The Dead Man – straight from the id.
Now it’s true that The Dead Man: Hell in Heaven did start with a story idea. It went like this:
Matt meets up with a man who has been chasing Mr. Dark for decades and has now become so crazy he may be just as dangerous as the man he seeks. But the insane man could have the answers to the questions plaguing Matt: Are they the foot soldiers in the battle between good and evil? Is Matt immortal? Or is this all a dream?
That’s what I started with.
And then I shoved it in the back of my head and started writing. And some odd things started happening.
First, I began to think that maybe this plot synopsis would belong to the next book instead of this one. Because there was a different book in my head, and even though I couldn’t tell exactly what it was going to look like, some part of me did.
What I did know was this:
The second Dead Man would be structured in three parts. The first would be told from outside Matt’s POV, as he is found wandering in the woods, insane, and hauled into jail. Where he would meet someone who would or would not have been chasing Mr. Dark for decades.
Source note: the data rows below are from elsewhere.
use crate::{BalancerError, Result, selector::RankingPolicy, types::HostId};
use serde::{Deserialize, Serialize};
use std::collections::HashSet;
use std::fs;
use std::path::{Path, PathBuf};
use std::time::Duration;

pub const DEFAULT_CONFIG_FILE: &str = "Balancer.toml";

#[derive(Debug, Clone, Serialize, Deserialize)]
pub struct BalancerConfig {
    /// Free-form fleet name, only used in logs.
    pub fleet: Option<String>,
    #[serde(default, rename = "host")]
    pub hosts: Vec<HostConfig>,
    #[serde(default)]
    pub thresholds: Thresholds,
    #[serde(default)]
    pub detector: DetectorConfig,
    #[serde(default)]
    pub selector: SelectorConfig,
    #[serde(default)]
    pub coordinator: CoordinatorConfig,
    #[serde(default)]
    pub scheduler: SchedulerConfig,
    #[serde(default)]
    pub monitor: MonitorConfig,
}

#[derive(Debug, Clone, Serialize, Deserialize)]
pub struct HostConfig {
    pub id: HostId,
    /// libvirt connection URI, e.g. `qemu+ssh://hv1/system`.
    pub uri: String,
    /// Sample CPU and memory from this machine's /proc instead of through libvirt.
    #[serde(default)]
    pub local: bool,
}

/// Load level above which a host counts as overloaded. Shared by detector and selector.
#[derive(Debug, Clone, Copy, PartialEq, Serialize, Deserialize)]
pub struct Thresholds {
    #[serde(default = "default_threshold_percent")]
    pub cpu_percent: f64,
    #[serde(default = "default_threshold_percent")]
    pub mem_percent: f64,
}

#[derive(Debug, Clone, Serialize, Deserialize)]
pub struct DetectorConfig {
    /// Number of consecutive samples that must agree before the verdict flips.
    #[serde(default = "default_detector_window")]
    pub window: usize,
    /// Quiet period after a host triggered a migration.
    #[serde(default = "default_detector_cooldown_seconds")]
    pub cooldown_seconds: u64,
}

#[derive(Debug, Clone, Serialize, Deserialize)]
pub struct SelectorConfig {
    /// Headroom a destination must keep below the thresholds after receiving the guest.
    #[serde(default = "default_margin_percent")]
    pub margin_percent: f64,
    #[serde(default)]
    pub ranking: RankingPolicy,
}

#[derive(Debug, Clone, Serialize, Deserialize)]
pub struct CoordinatorConfig {
    #[serde(default = "default_max_concurrent")]
    pub max_concurrent: usize,
    #[serde(default = "default_failure_cooldown_seconds")]
    pub failure_cooldown_seconds: u64,
    /// Passed through to the migrator; `None` leaves the hypervisor default.
    #[serde(default)]
    pub bandwidth_mibps: Option<u64>,
    #[serde(default)]
    pub disk_migration: bool,
    #[serde(default = "default_history_limit")]
    pub history_limit: usize,
    #[serde(default = "default_shutdown_grace_seconds")]
    pub shutdown_grace_seconds: u64,
    /// Abort a live migration that has not converged after this long. 0 disables the limit.
    #[serde(default = "default_migration_timeout_seconds")]
    pub migration_timeout_seconds: u64,
}

#[derive(Debug, Clone, Serialize, Deserialize)]
pub struct SchedulerConfig {
    #[serde(default = "default_interval_seconds")]
    pub interval_seconds: u64,
}

#[derive(Debug, Clone, Serialize, Deserialize)]
pub struct MonitorConfig {
    #[serde(default = "default_monitor_timeout_seconds")]
    pub timeout_seconds: u64,
    /// Samples older than this are ignored by the detector and selector.
    #[serde(default = "default_staleness_seconds")]
    pub staleness_seconds: u64,
    /// Pause between the discarded first CPU reading of a session and the first real one.
    #[serde(default = "default_warmup_millis")]
    pub warmup_millis: u64,
}

impl Default for BalancerConfig {
    fn default() -> Self {
        Self {
            fleet: None,
            hosts: vec![HostConfig {
                id: HostId::from("localhost"),
                uri: "qemu:///system".to_string(),
                local: true,
            }],
            thresholds: Thresholds::default(),
            detector: DetectorConfig::default(),
            selector: SelectorConfig::default(),
            coordinator: CoordinatorConfig::default(),
            scheduler: SchedulerConfig::default(),
            monitor: MonitorConfig::default(),
        }
    }
}

impl Default for Thresholds {
    fn default() -> Self {
        Self {
            cpu_percent: default_threshold_percent(),
            mem_percent: default_threshold_percent(),
        }
    }
}

impl Default for DetectorConfig {
    fn default() -> Self {
        Self {
            window: default_detector_window(),
            cooldown_seconds: default_detector_cooldown_seconds(),
        }
    }
}

impl Default for SelectorConfig {
    fn default() -> Self {
        Self {
            margin_percent: default_margin_percent(),
            ranking: RankingPolicy::default(),
        }
    }
}

impl Default for CoordinatorConfig {
    fn default() -> Self {
        Self {
            max_concurrent: default_max_concurrent(),
            failure_cooldown_seconds: default_failure_cooldown_seconds(),
            bandwidth_mibps: None,
            disk_migration: false,
            history_limit: default_history_limit(),
            shutdown_grace_seconds: default_shutdown_grace_seconds(),
            migration_timeout_seconds: default_migration_timeout_seconds(),
        }
    }
}

impl Default for SchedulerConfig {
    fn default() -> Self {
        Self {
            interval_seconds: default_interval_seconds(),
        }
    }
}

impl Default for MonitorConfig {
    fn default() -> Self {
        Self {
            timeout_seconds: default_monitor_timeout_seconds(),
            staleness_seconds: default_staleness_seconds(),
            warmup_millis: default_warmup_millis(),
        }
    }
}

fn default_threshold_percent() -> f64 {
    90.0
}

fn default_detector_window() -> usize {
    2
}

fn default_detector_cooldown_seconds() -> u64 {
    300
}

fn default_margin_percent() -> f64 {
    10.0
}

fn default_max_concurrent() -> usize {
    2
}

fn default_failure_cooldown_seconds() -> u64 {
    600
}

fn default_history_limit() -> usize {
    100
}

fn default_shutdown_grace_seconds() -> u64 {
    30
}

fn default_migration_timeout_seconds() -> u64 {
    1800 // 30 minutes
}

fn default_interval_seconds() -> u64 {
    10
}

fn default_monitor_timeout_seconds() -> u64 {
    15
}

fn default_staleness_seconds() -> u64 {
    60
}

fn default_warmup_millis() -> u64 {
    1000
}

impl DetectorConfig {
    pub fn cooldown(&self) -> chrono::Duration {
        chrono::Duration::seconds(self.cooldown_seconds as i64)
    }
}

impl CoordinatorConfig {
    pub fn failure_cooldown(&self) -> Duration {
        Duration::from_secs(self.failure_cooldown_seconds)
    }

    pub fn shutdown_grace(&self) -> Duration {
        Duration::from_secs(self.shutdown_grace_seconds)
    }

    pub fn migration_timeout(&self) -> Option<Duration> {
        (self.migration_timeout_seconds > 0).then(|| Duration::from_secs(self.migration_timeout_seconds))
    }
}

impl SchedulerConfig {
    pub fn interval(&self) -> Duration {
        Duration::from_secs(self.interval_seconds)
    }
}

impl MonitorConfig {
    pub fn timeout(&self) -> Duration {
        Duration::from_secs(self.timeout_seconds)
    }

    pub fn staleness(&self) -> chrono::Duration {
        chrono::Duration::seconds(self.staleness_seconds as i64)
    }

    pub fn warmup(&self) -> Duration {
        Duration::from_millis(self.warmup_millis)
    }
}

impl BalancerConfig {
    pub fn from_file<P: AsRef<Path>>(path: P) -> Result<Self> {
        let contents = fs::read_to_string(path)?;
        Self::from_str(&contents)
    }

    pub fn from_str(contents: &str) -> Result<Self> {
        let config: BalancerConfig = toml::from_str(contents)?;
        config.validate()?;
        Ok(config)
    }

    pub fn save_to_file<P: AsRef<Path>>(&self, path: P) -> Result<()> {
        let contents = toml::to_string_pretty(self)
            .map_err(|e| BalancerError::ConfigError(e.to_string()))?;
        fs::write(path, contents)?;
        Ok(())
    }

    /// Use `path` if it exists, else the per-user config directory, else defaults.
    pub fn load_or_default(path: &Path) -> Result<Self> {
        if path.exists() {
            return Self::from_file(path);
        }

        if let Some(user_path) = user_config_path() {
            if user_path.exists() {
                return Self::from_file(user_path);
            }
        }

        Ok(Self::default())
    }

    pub fn validate(&self) -> Result<()> {
        if self.hosts.is_empty() {
            return Err(BalancerError::InvalidConfig(
                "at least one [[host]] entry is required".to_string(),
            ));
        }

        let mut seen = HashSet::new();
        for host in &self.hosts {
            if host.uri.trim().is_empty() {
                return Err(BalancerError::InvalidConfig(format!(
                    "host '{}' has an empty uri",
                    host.id
                )));
            }
            if !seen.insert(&host.id) {
                return Err(BalancerError::InvalidConfig(format!(
                    "host '{}' is listed twice",
                    host.id
                )));
            }
        }

        for (name, value) in [
            ("thresholds.cpu_percent", self.thresholds.cpu_percent),
            ("thresholds.mem_percent", self.thresholds.mem_percent),
        ] {
            if !(0.0..=100.0).contains(&value) {
                return Err(BalancerError::InvalidConfig(format!(
                    "{} must be within 0..=100, got {}",
                    name, value
                )));
            }
        }

        if !(0.0..100.0).contains(&self.selector.margin_percent) {
            return Err(BalancerError::InvalidConfig(format!(
                "selector.margin_percent must be within 0..100, got {}",
                self.selector.margin_percent
            )));
        }

        if self.detector.window == 0 {
            return Err(BalancerError::InvalidConfig(
                "detector.window must be at least 1".to_string(),
            ));
        }

        if self.coordinator.max_concurrent == 0 {
            return Err(BalancerError::InvalidConfig(
                "coordinator.max_concurrent must be at least 1".to_string(),
            ));
        }

        if self.scheduler.interval_seconds == 0 {
            return Err(BalancerError::InvalidConfig(
                "scheduler.interval_seconds must be at least 1".to_string(),
            ));
        }

        Ok(())
    }

    pub fn get_host(&self, id: &HostId) -> Option<&HostConfig> {
        self.hosts.iter().find(|host| &host.id == id)
    }

    pub fn host_ids(&self) -> Vec<HostId> {
        self.hosts.iter().map(|host| host.id.clone()).collect()
    }
}

pub fn user_config_path() -> Option<PathBuf> {
    dirs::config_dir().map(|dir| dir.join("nova-balancer").join(DEFAULT_CONFIG_FILE))
}

#[cfg(test)]
mod tests {
    use super::*;

    #[test]
    fn test_config_parsing() {
        let toml_str = r#"
fleet = "rack-3"

[[host]]
id = "hv1"
uri = "qemu+ssh://hv1/system"

[[host]]
id = "hv2"
uri = "qemu+ssh://hv2/system"

[thresholds]
cpu_percent = 85.0

[selector]
margin_percent = 15.0
ranking = "largest-memory-first"

[coordinator]
max_concurrent = 4
bandwidth_mibps = 500
"#;

        let config = BalancerConfig::from_str(toml_str).unwrap();
        assert_eq!(config.fleet, Some("rack-3".to_string()));
        assert_eq!(config.hosts.len(), 2);
        assert_eq!(config.thresholds.cpu_percent, 85.0);
        assert_eq!(config.thresholds.mem_percent, 90.0);
        assert_eq!(config.selector.margin_percent, 15.0);
        assert_eq!(config.selector.ranking, RankingPolicy::LargestMemoryFirst);
        assert_eq!(config.coordinator.max_concurrent, 4);
        assert_eq!(config.coordinator.bandwidth_mibps, Some(500));
        assert!(!config.coordinator.disk_migration);

        let hv2 = config.get_host(&HostId::from("hv2")).unwrap();
        assert_eq!(hv2.uri, "qemu+ssh://hv2/system");
        assert!(!hv2.local);
    }

    #[test]
    fn defaults_are_valid() {
        let config = BalancerConfig::default();
        assert_eq!(config.thresholds.cpu_percent, 90.0);
        assert_eq!(config.thresholds.mem_percent, 90.0);
        assert_eq!(config.detector.window, 2);
        assert_eq!(config.selector.margin_percent, 10.0);
        assert_eq!(config.selector.ranking, RankingPolicy::BusiestFirst);
        assert!(config.validate().is_ok());
    }

    #[test]
    fn rejects_duplicate_hosts() {
        let toml_str = r#"
[[host]]
id = "hv1"
uri = "qemu+ssh://hv1/system"

[[host]]
id = "hv1"
uri = "qemu+ssh://hv1-alt/system"
"#;
        assert!(matches!(
            BalancerConfig::from_str(toml_str),
            Err(BalancerError::InvalidConfig(_))
        ));
    }

    #[test]
    fn rejects_out_of_range_threshold() {
        let toml_str = r#"
[[host]]
id = "hv1"
uri = "qemu:///system"

[thresholds]
mem_percent = 120.0
"#;
        assert!(BalancerConfig::from_str(toml_str).is_err());
    }

    #[test]
    fn rejects_empty_fleet() {
        assert!(BalancerConfig::from_str("fleet = \"empty\"").is_err());
    }
}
Part two would flash back to Matt’s first adventure after leaving home… and take us through the hideous experiences that were going to drive him mad.
Part three would start back in the cell, with Matt overcoming his insanity with the help – advertent or in – of the guy who might or might not have been chasing Mr. Dark for decades.
This all came to me as I started typing the book’s second page.
As I went on, I could see the story beginning to unfurl in front of me. For every chapter I wrote, two or three more revealed themselves. And I was pretty happy with where it was going. It was solid, it was fun, and it seemed to live up to what we’d done in the first book.
Then a strange thing happened. I was writing a simple expositional scene, one that was “laying the pipe” for the big setpiece that would send Matt over the edge.
I typed a line. And then another line. And then the scene went insane.
First it started getting sexy. And then it started getting weird. Really weird. And gross – disgusting. And scary. And did I mention weird?
It blasted through the walls of the reality I thought I was working in and took me places I never would have dreamed of going.
Took Matt places I couldn’t have imagined he’d ever go.
The next day I was kind of scared to read what I’d written. It had come in a flurry, and I didn’t think I had any control over it.
But it worked. I did some rewriting, even expanded it a little to make things harder for Matt. But it opened up the entire series to me, showed me directions we could go I never knew about.
And I still have no idea where it came from.
That’s why I’m working without a safety net on these books.